(Collection entries)
══════

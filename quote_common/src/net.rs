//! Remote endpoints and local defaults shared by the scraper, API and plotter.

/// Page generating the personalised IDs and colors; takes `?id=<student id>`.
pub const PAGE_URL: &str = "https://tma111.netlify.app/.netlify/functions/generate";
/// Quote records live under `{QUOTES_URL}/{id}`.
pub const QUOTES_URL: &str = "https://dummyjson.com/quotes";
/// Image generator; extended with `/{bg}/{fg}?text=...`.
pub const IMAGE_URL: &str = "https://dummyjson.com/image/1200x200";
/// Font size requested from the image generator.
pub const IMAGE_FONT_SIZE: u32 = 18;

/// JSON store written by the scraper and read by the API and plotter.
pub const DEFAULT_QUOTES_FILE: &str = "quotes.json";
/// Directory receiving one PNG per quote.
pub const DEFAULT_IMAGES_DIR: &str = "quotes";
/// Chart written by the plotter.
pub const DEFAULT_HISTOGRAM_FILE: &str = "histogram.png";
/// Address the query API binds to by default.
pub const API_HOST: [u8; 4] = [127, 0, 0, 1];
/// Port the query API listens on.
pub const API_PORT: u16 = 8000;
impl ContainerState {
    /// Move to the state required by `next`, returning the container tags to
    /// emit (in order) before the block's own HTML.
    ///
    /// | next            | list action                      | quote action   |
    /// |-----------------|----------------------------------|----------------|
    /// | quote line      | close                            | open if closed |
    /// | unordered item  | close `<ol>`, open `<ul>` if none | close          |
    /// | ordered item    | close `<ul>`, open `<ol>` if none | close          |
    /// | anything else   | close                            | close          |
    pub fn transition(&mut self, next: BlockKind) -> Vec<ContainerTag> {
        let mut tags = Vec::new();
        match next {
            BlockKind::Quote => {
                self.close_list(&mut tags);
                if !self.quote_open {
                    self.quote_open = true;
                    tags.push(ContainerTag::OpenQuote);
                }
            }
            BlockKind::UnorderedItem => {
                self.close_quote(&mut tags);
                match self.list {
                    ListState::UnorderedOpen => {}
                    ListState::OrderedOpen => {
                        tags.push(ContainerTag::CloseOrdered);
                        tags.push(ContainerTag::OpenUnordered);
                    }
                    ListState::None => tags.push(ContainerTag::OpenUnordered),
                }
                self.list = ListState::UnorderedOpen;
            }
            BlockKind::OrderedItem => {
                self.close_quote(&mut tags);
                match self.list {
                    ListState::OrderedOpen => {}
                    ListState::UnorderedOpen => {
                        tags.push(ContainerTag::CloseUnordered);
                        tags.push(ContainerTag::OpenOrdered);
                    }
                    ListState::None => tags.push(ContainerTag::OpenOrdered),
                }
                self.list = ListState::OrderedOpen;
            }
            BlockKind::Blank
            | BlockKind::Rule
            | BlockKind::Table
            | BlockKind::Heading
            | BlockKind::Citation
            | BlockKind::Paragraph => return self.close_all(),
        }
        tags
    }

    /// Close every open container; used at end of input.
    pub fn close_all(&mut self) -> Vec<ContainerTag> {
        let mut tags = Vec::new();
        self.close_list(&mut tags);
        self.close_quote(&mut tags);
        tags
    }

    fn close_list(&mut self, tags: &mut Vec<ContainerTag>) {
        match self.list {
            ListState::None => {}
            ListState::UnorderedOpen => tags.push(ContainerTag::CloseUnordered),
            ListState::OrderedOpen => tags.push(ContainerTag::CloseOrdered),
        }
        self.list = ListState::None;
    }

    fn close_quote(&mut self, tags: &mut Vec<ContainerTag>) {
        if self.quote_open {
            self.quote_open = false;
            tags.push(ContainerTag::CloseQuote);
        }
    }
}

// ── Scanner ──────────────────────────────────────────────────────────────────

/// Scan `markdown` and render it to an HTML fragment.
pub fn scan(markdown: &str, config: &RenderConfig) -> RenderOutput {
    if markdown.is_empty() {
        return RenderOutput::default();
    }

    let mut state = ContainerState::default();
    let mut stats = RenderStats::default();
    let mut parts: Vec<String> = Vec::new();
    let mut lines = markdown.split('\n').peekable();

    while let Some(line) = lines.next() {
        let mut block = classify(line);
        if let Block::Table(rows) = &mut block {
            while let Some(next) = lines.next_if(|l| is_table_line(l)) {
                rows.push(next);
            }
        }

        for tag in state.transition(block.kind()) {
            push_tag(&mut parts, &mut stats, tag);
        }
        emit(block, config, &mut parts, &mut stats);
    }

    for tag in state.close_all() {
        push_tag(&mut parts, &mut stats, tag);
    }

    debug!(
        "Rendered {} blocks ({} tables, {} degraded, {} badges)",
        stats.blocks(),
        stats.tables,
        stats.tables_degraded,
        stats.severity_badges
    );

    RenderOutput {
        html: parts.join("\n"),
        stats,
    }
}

══════

-- Problem description --
Which of the lines above hold the string "next"? Pick each of them out.

-- Answer to this problem --
    /// Move to the state required by `next`, returning the container tags to
    /// | next            | list action                      | quote action   |
    pub fn transition(&mut self, next: BlockKind) -> Vec<ContainerTag> {
        match next {
    while let Some(line) = lines.next() {
            while let Some(next) = lines.next_if(|l| is_table_line(l)) {
                rows.push(next);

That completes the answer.